LE PRISONNIER - L'opinion ! l'accueil qu'on nous a fait partout, prouve qu'elle était en notre faveur. L'opinion ! ah ! si j'étais seul avec chacun de vous, peut-être votre langage serait-il bien différent.

ROSSIGNOL - Vous ne connaissez pas les amis de l'Egalité. Ils n'ont pas comme les courtisans un langage pour le théâtre, un autre pour l'intimité ; il n'y a pas un soldat dans l'armée qui ne sache qu'il combat pour ses plus chers intérêts. Au surplus, nous nous écartons toujours. Quels étaient vos agents pour correspondre avec l'Angleterre ?

LE PRISONNIER - Des hommes sûrs qui prenaient tous différentes routes, différents moyens pour arriver à Jersey et en rapporter des réponses. Charette, par exemple, à Noirmoutier, a pour cela les plus grandes facilités.

ROSSIGNOL - N'en connaissez-vous aucun qui soit actuellement dans la république ?

LE PRISONNIER - J'ai déjà répondu combien j'étais éloigné de trahir ma cause. Je n'achèterais pas la vie à ce prix. Je ne forme qu'un voeu, c'est de hâter le moment où je dois la perdre.

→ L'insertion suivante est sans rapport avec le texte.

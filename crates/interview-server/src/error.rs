use axum::Json;
use axum::extract::multipart::MultipartError;
use axum::http::StatusCode;
use axum::response::{IntoResponse, Response};
use interview_service::InterviewError;
use thiserror::Error;
use tracing::error;

use crate::api::schemas::ErrorResponse;

/// Errors that can occur while starting the server.
#[derive(Debug, Error)]
pub enum ServerError {
    /// A configuration error.
    #[error("configuration error: {0}")]
    Config(String),

    /// An I/O error (e.g. binding the listener).
    #[error("io error: {0}")]
    Io(#[from] std::io::Error),

    /// The database could not be opened or migrated.
    #[error("storage error: {0}")]
    Storage(#[from] interview_storage::StorageError),

    /// The attachment store could not be set up.
    #[error("attachment store error: {0}")]
    Attachments(#[from] interview_attachments::AttachmentError),
}

/// Errors returned by request handlers.
#[derive(Debug, Error)]
pub enum ApiError {
    /// A lifecycle operation failed.
    #[error(transparent)]
    Interview(#[from] InterviewError),

    /// The multipart body could not be read.
    #[error("malformed multipart request: {0}")]
    Multipart(#[from] MultipartError),

    /// The request was malformed in some other way.
    #[error("{0}")]
    BadRequest(String),
}

impl ApiError {
    pub fn bad_request(message: impl Into<String>) -> Self {
        Self::BadRequest(message.into())
    }

    /// HTTP status for this error.
    pub fn status(&self) -> StatusCode {
        match self {
            Self::Interview(e) => match e {
                InterviewError::Validation(_) | InterviewError::InvalidSort(_) => {
                    StatusCode::BAD_REQUEST
                }
                InterviewError::NotFound { .. } => StatusCode::NOT_FOUND,
                InterviewError::StoreUnavailable { .. } => StatusCode::SERVICE_UNAVAILABLE,
                InterviewError::Storage(_) => StatusCode::INTERNAL_SERVER_ERROR,
            },
            Self::Multipart(e) => e.status(),
            Self::BadRequest(_) => StatusCode::BAD_REQUEST,
        }
    }
}

impl IntoResponse for ApiError {
    fn into_response(self) -> Response {
        let status = self.status();

        let body = match &self {
            Self::Interview(InterviewError::Validation(violations)) => ErrorResponse {
                error: "validation failed".to_string(),
                violations: Some(violations.clone()),
            },
            Self::Interview(InterviewError::Storage(e)) => {
                error!(error = %e, "storage failure while handling request");
                ErrorResponse::new("internal storage error")
            }
            Self::Multipart(e) => ErrorResponse::new(e.body_text()),
            other => ErrorResponse::new(other.to_string()),
        };

        (status, Json(body)).into_response()
    }
}
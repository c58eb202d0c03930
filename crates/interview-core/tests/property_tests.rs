//! Property-based tests for request validation and page arithmetic.
//!
//! These tests use proptest to generate random inputs and verify that the
//! validation rules and page envelope invariants hold for all of them.

use proptest::prelude::*;
use interview_core::{
    Attachment, InterviewRequest, Page, PageRequest, Sort, constants::*, validate_request,
};

/// Strategy for generating valid emails (`local@domain.tld`).
fn valid_email() -> impl Strategy<Value = String> {
    prop::string::string_regex("[a-z0-9._+-]{1,20}@[a-z0-9]{1,15}\\.[a-z]{2,6}")
        .expect("Failed to create email regex strategy")
}

/// Strategy for generating titles within the allowed length range.
fn valid_title() -> impl Strategy<Value = String> {
    prop::string::string_regex("[A-Za-z0-9 ]{3,100}").expect("Failed to create title strategy")
}

/// Strategy for generating content meeting the minimum length.
fn valid_content() -> impl Strategy<Value = String> {
    prop::string::string_regex("[A-Za-z0-9 .,]{10,300}")
        .expect("Failed to create content strategy")
}

/// Strategy for generating allowed content types in random letter case.
fn allowed_content_type() -> impl Strategy<Value = String> {
    (prop::sample::select(ALLOWED_IMAGE_TYPES.to_vec()), any::<bool>()).prop_map(
        |(content_type, upper)| {
            if upper {
                content_type.to_uppercase()
            } else {
                content_type.to_string()
            }
        },
    )
}

proptest! {
    /// Property: any request built from valid parts passes validation.
    #[test]
    fn prop_valid_request_passes(
        email in valid_email(),
        title in valid_title(),
        content in valid_content(),
        content_type in allowed_content_type(),
        size in 1usize..4096,
    ) {
        let request = InterviewRequest::new("Owner", email, title, content, "acme");
        let attachment = Attachment::new(vec![0u8; size], content_type);

        prop_assert!(validate_request(&request, Some(&attachment)).is_ok());
    }

    /// Property: a title shorter than the minimum is always reported, and only once.
    #[test]
    fn prop_short_title_reported(
        title in prop::string::string_regex("[a-z]{0,2}").unwrap(),
        email in valid_email(),
        content in valid_content(),
    ) {
        let request = InterviewRequest::new("Owner", email, title, content, "acme");
        let errors = validate_request(&request, None).unwrap_err();

        prop_assert_eq!(errors.fields().filter(|f| *f == "title").count(), 1);
        prop_assert_eq!(errors.len(), 1);
    }

    /// Property: content types outside the allow-list are always rejected.
    #[test]
    fn prop_non_image_type_rejected(
        subtype in "[a-z]{1,10}",
        email in valid_email(),
    ) {
        let content_type = format!("text/{subtype}");
        let request = InterviewRequest::new("Owner", email, "Title", "0123456789", "acme");
        let attachment = Attachment::new(vec![1u8], content_type);

        let errors = validate_request(&request, Some(&attachment)).unwrap_err();
        prop_assert!(errors.contains_field("image"));
    }

    /// Property: page metadata is consistent for every page of every listing.
    ///
    /// The sum of item counts over all pages equals the total, exactly one
    /// page is flagged last, and it is the final one.
    #[test]
    fn prop_page_envelope_consistent(total in 0u64..500, size in 1u32..50) {
        let pages = total.div_ceil(u64::from(size));
        let mut seen = 0u64;
        let mut last_flags = 0;

        for number in 0..pages.max(1) {
            let request = PageRequest::new(number as u32, size, Sort::default()).unwrap();
            let remaining = total.saturating_sub(request.offset());
            let items = remaining.min(u64::from(size));
            let page = Page::new(vec![(); items as usize], &request, total);

            prop_assert_eq!(u64::from(page.total_pages), pages);
            seen += page.content.len() as u64;
            if page.last_page {
                last_flags += 1;
                prop_assert_eq!(u64::from(number), pages.saturating_sub(1));
            }
        }

        prop_assert_eq!(seen, total);
        prop_assert_eq!(last_flags, 1);
    }
}
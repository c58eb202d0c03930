use bytes::Bytes;
use serde::{Deserialize, Serialize};

use crate::constants::DEFAULT_ATTACHMENT_FILENAME;

/// Caller-supplied fields of an interview experience.
///
/// Used for both create and update; on update every field overwrites the
/// stored value.
#[derive(Debug, Clone, Default, PartialEq, Eq, Serialize, Deserialize)]
#[serde(rename_all = "camelCase")]
pub struct InterviewRequest {
    pub owner_name: String,
    pub owner_email: String,
    pub title: String,
    pub content: String,
    pub company_tag: String,
}

impl InterviewRequest {
    pub fn new(
        owner_name: impl Into<String>,
        owner_email: impl Into<String>,
        title: impl Into<String>,
        content: impl Into<String>,
        company_tag: impl Into<String>,
    ) -> Self {
        Self {
            owner_name: owner_name.into(),
            owner_email: owner_email.into(),
            title: title.into(),
            content: content.into(),
            company_tag: company_tag.into(),
        }
    }
}

/// An uploaded image file.
#[derive(Debug, Clone, PartialEq, Eq)]
pub struct Attachment {
    /// Raw file contents.
    pub bytes: Bytes,

    /// Declared MIME type, as sent by the client.
    pub content_type: Option<String>,

    /// Original filename, used as a hint in the object key.
    pub filename: Option<String>,
}

impl Attachment {
    pub fn new(bytes: impl Into<Bytes>, content_type: impl Into<String>) -> Self {
        Self {
            bytes: bytes.into(),
            content_type: Some(content_type.into()),
            filename: None,
        }
    }

    /// Set the original filename.
    #[must_use]
    pub fn with_filename(mut self, filename: impl Into<String>) -> Self {
        self.filename = Some(filename.into());
        self
    }

    /// An attachment with no bytes counts as "no attachment".
    #[must_use]
    pub fn is_empty(&self) -> bool {
        self.bytes.is_empty()
    }

    #[must_use]
    pub fn len(&self) -> usize {
        self.bytes.len()
    }

    /// Declared content type, or an empty string when none was sent.
    #[must_use]
    pub fn content_type(&self) -> &str {
        self.content_type.as_deref().unwrap_or_default()
    }

    /// Filename hint, falling back to a generic name.
    #[must_use]
    pub fn filename_hint(&self) -> &str {
        self.filename
            .as_deref()
            .map(str::trim)
            .filter(|name| !name.is_empty())
            .unwrap_or(DEFAULT_ATTACHMENT_FILENAME)
    }
}

/// Drop empty uploads so the rest of the pipeline only sees real files.
#[must_use]
pub fn non_empty(attachment: Option<Attachment>) -> Option<Attachment> {
    attachment.filter(|a| !a.is_empty())
}

#[cfg(test)]
mod tests {
    use super::*;

    #[test]
    fn test_filename_hint_fallback() {
        let attachment = Attachment::new(vec![1u8, 2, 3], "image/png");
        assert_eq!(attachment.filename_hint(), "attachment");

        let attachment = attachment.with_filename("   ");
        assert_eq!(attachment.filename_hint(), "attachment");
    }

    #[test]
    fn test_filename_hint_present() {
        let attachment = Attachment::new(vec![1u8], "image/png").with_filename("logo.png");
        assert_eq!(attachment.filename_hint(), "logo.png");
    }

    #[test]
    fn test_non_empty_drops_empty_upload() {
        let empty = Attachment::new(Vec::<u8>::new(), "image/png");
        assert!(non_empty(Some(empty)).is_none());

        let full = Attachment::new(vec![0xFFu8, 0xD8], "image/jpeg");
        assert!(non_empty(Some(full)).is_some());
        assert!(non_empty(None).is_none());
    }

    #[test]
    fn test_request_deserializes_camel_case() {
        let json = r#"{
            "ownerName": "Ada",
            "ownerEmail": "ada@example.com",
            "title": "Backend round",
            "content": "Two hours of systems design",
            "companyTag": "acme"
        }"#;
        let request: InterviewRequest = serde_json::from_str(json).unwrap();
        assert_eq!(request.owner_name, "Ada");
        assert_eq!(request.company_tag, "acme");
    }
}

ROSSIGNOL - C'est à la Convention nationale à prononcer !

 

Dans les jours où il subissait cet interrogatoire, le général vendéen adressa la lettre suivante à Rossignol. Nous la donnons dans son entier ainsi que la réponse :

Citoyen Général - L'ennemi que le sort a livré entre vos mains, réclame votre justice et votre humanité pour être traité un peu moins rudement qu'il ne l'est dans une chambre sans feu, où il meurt de froid, de faim et d'humidité. Il ne peut rien se procurer parce qu'on lui dit toujours : "C'est un ordre du général". Il a de la peine à croire qu'un tel ordre puisse émaner de vous, et qu'après s'être battu contre lui bravement et loyalement vous puissiez prendre plaisir à jeter de l'amertume sur ses derniers moments. Aujourd'hui encore on vient de lui refuser du poisson par votre ordre, dans la crainte apparemment qu'il ne cherche à s'étrangler exprès. Croyez général, qu'un tel dessein est bien loin de son idée et qu'après avoir bravé la mort si souvent, il saura l'attendre de sang-froid. Croyez aussi qu'il ne cherchera point à s'échapper, et sa parole de brigand à cet égard vous répondra de lui plus sûrement que toutes les sentinelles du monde. Veuillez, en conséquence, donner des ordres pour qu'on lui procure du feu et les aliments qui lui plaisent et comptez à jamais sur la reconnaissance de celui qui, après avoir été votre ennemi, espère au moins emporter votre estime.

Le Prince de Talmond

REPONSE - Le représentant du peuple a lui seul donné tous les ordres qui vous sont relatifs, et je ne suis, vous le devez savoir, que l'exécuteur de ceux qui émanent de la représentation nationale. D'ailleurs, tous les hommes sont égaux en droits : nul à nos yeux n'a le droit d'attendre, même en prison, un autre traitement que celui qui a été accordé à tous ses semblables.

Rossignol.

 

Le 25 Janvier, Esnue la Vallée envoya le prince de Talmond à Vitré, devant la commission militaire, qui le condamna à mort, et le 27, il fut guillotiné à Laval ; il n'avait que 28 ans. En 1785, il avait épousé Mlle d'Argouges, dont il eut un fils marié en 1813 à Mlle de Dufort de Duras.